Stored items
*** Begin section ***
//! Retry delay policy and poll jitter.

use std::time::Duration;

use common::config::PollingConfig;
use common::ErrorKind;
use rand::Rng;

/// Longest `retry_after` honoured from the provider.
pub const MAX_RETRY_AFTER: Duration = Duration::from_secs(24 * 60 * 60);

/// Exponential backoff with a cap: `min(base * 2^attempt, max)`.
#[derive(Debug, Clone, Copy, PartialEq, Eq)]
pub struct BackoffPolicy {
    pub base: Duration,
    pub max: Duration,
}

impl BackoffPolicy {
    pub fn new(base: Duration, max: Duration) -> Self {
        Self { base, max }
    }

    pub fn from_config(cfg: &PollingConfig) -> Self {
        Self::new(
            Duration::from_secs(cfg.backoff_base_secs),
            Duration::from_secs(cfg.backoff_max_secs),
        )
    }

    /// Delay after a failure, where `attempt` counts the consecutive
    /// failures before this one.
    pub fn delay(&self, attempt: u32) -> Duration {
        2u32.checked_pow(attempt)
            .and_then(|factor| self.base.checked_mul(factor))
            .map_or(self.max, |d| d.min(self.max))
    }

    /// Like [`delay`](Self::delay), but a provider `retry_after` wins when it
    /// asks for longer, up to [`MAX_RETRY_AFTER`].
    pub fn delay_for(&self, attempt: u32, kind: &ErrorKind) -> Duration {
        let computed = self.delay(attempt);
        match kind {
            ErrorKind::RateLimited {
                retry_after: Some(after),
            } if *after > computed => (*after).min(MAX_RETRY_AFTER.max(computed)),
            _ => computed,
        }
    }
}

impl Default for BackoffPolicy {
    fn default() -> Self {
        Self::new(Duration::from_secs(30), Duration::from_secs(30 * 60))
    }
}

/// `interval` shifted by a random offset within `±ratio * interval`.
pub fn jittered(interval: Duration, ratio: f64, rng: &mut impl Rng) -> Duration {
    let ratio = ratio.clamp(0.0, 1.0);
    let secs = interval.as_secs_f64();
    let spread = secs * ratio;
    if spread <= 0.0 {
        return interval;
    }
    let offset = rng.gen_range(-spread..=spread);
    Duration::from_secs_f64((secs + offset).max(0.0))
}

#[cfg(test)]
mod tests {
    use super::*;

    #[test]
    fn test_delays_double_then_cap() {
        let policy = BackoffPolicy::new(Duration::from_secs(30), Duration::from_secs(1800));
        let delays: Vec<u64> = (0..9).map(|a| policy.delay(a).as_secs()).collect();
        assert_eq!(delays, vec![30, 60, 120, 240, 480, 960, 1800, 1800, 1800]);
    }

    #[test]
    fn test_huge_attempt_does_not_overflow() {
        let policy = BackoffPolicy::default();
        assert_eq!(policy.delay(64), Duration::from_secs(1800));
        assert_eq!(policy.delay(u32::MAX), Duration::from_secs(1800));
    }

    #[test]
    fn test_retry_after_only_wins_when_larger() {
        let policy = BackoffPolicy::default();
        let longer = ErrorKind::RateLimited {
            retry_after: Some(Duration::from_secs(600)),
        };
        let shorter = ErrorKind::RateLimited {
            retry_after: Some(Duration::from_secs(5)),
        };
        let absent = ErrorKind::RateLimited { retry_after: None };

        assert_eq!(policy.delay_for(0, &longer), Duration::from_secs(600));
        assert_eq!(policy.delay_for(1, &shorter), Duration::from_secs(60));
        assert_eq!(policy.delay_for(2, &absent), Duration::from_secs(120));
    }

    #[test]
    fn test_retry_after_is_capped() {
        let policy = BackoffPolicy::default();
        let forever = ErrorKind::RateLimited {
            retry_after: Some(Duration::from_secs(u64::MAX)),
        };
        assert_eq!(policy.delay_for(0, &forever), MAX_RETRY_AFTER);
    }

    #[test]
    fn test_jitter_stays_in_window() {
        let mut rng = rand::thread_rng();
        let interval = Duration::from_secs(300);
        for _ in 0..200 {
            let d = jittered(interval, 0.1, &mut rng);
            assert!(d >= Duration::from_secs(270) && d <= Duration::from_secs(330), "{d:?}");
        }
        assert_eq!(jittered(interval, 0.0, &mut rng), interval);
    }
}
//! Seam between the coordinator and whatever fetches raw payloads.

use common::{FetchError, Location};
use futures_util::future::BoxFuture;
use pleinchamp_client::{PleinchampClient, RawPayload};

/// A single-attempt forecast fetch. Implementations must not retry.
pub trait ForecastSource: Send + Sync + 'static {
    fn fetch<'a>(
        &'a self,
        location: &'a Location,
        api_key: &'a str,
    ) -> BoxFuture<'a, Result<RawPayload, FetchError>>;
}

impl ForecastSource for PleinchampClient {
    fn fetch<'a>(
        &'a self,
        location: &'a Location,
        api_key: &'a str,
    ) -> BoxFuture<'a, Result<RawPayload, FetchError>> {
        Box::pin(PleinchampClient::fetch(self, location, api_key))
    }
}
*** End section ***
Problem description: The required output is every line from the one with "pub trait ForecastSource: Send" to the final line of the entries, repeated exactly and with nothing else.

The completed task:
pub trait ForecastSource: Send + Sync + 'static {
    fn fetch<'a>(
        &'a self,
        location: &'a Location,
        api_key: &'a str,
    ) -> BoxFuture<'a, Result<RawPayload, FetchError>>;
}

impl ForecastSource for PleinchampClient {
    fn fetch<'a>(
        &'a self,
        location: &'a Location,
        api_key: &'a str,
    ) -> BoxFuture<'a, Result<RawPayload, FetchError>> {
        Box::pin(PleinchampClient::fetch(self, location, api_key))
    }
}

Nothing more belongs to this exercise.